According to advocates, the proposed tax would raise an estimated $275 million that could be applied to a variety of programs. By the way, an excise tax is a levy imposed on businesses that sell specific goods or services – think alcohol, tobacco, fuel.

Taxing alcohol draws plenty of opposition, principally from the beverage and restaurant sectors. Our state is a big tourist destination. We depend on that revenue.

Opponents insist that with the added tax, businesses that sell alcohol will simply ‘dry up’. No kidding, somebody actually used that term.

The discussion in the legislature is always interesting. One legislator worried about depriving people who suffered from trauma and various social inequities of the alcohol they needed for self-medication. Without it, their suffering might be unbearable. I’m not making that up.

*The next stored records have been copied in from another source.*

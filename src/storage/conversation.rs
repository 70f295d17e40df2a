//! Conversation store trait.

use crate::models::{ConversationEntry, EntryId, NewEntry, SearchCriteria};
use crate::Result;
use chrono::Utc;

/// Storage collaborator for conversation entries.
///
/// Stores are the authoritative source of truth for entries. Reads never
/// mutate; all methods take `&self` so a store can be shared behind an
/// `Arc` by the retrieval engine and the checkpoint service.
pub trait ConversationStore: Send + Sync {
    /// Stores a fully formed entry, replacing any entry with the same id.
    ///
    /// # Errors
    ///
    /// Returns an error if the entry cannot be persisted.
    fn put(&self, entry: ConversationEntry) -> Result<()>;

    /// Loads an entry by id.
    ///
    /// # Errors
    ///
    /// Returns [`crate::Error::NotFound`] if no entry has this id.
    fn load(&self, id: &EntryId) -> Result<ConversationEntry>;

    /// Loads every stored entry.
    ///
    /// # Errors
    ///
    /// Returns an error if any entry cannot be read.
    fn load_all(&self) -> Result<Vec<ConversationEntry>>;

    /// Deletes an entry, returning whether it existed.
    ///
    /// # Errors
    ///
    /// Returns an error if the entry exists but cannot be removed.
    fn delete(&self, id: &EntryId) -> Result<bool>;

    /// Assigns an id and the current time to `entry` and stores it.
    ///
    /// # Errors
    ///
    /// Returns an error if the entry cannot be persisted.
    fn save(&self, entry: NewEntry) -> Result<EntryId> {
        let id = EntryId::generate();
        self.put(ConversationEntry::from_new(entry, id.clone(), Utc::now()))?;
        Ok(id)
    }

    /// Returns the entries that satisfy every filtered dimension of
    /// `criteria`.
    ///
    /// # Errors
    ///
    /// Returns an error if the entries cannot be read.
    fn search(&self, criteria: &SearchCriteria) -> Result<Vec<ConversationEntry>> {
        Ok(self
            .load_all()?
            .into_iter()
            .filter(|entry| criteria.matches(entry))
            .collect())
    }

    /// Returns the number of stored entries.
    ///
    /// # Errors
    ///
    /// Returns an error if the entries cannot be counted.
    fn count(&self) -> Result<usize> {
        Ok(self.load_all()?.len())
    }
}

Another legislator opined that if alcohol were too costly, citizens might be forced to skimp on food. Or perhaps, in desperation, they would turn to fentanyl.

It’s the sort of logic I’d expect to hear from somebody in a DWI class.

My hunch is that at root, the debate is really about money, and the fear that taxing alcohol would suppress people’s consumption. After all, that’s what happened with cigarettes. The higher the taxes, the fewer people chose to smoke, and those who did smoke often smoked less — which meant less revenue for the tobacco companies, and less tax revenue for the governments.

With alcohol, the focus shifts to bars and restaurants. Much of their profit comes from alcoholic beverage sales. “We’d have to charge more for dinner,” one complained, “which would discourage customers from dining out as often. We could go out of business.”

As for tax revenue, the industry claims that state and local governments may well earn more than $10 billion dollars this year. A significant amount by anyone’s standards.

It does sound like a symbiotic relationship, between two financially interdependent parties.

Anyway, we’ll see what happens. In closing, I offer this quote, from a series of articles last year by investigative journalist Ted Alcorn.

“… over the last 50 years, the price of alcohol has declined dramatically compared to the average person’s income. According to one study, in order to drink heavily of even the cheapest liquor in 1970, a person would have to spend 22 percent of average after-tax income. By 2010, doing so required just 3 percent.”

And since the advent of COViD, Americans have been drinking more than ever.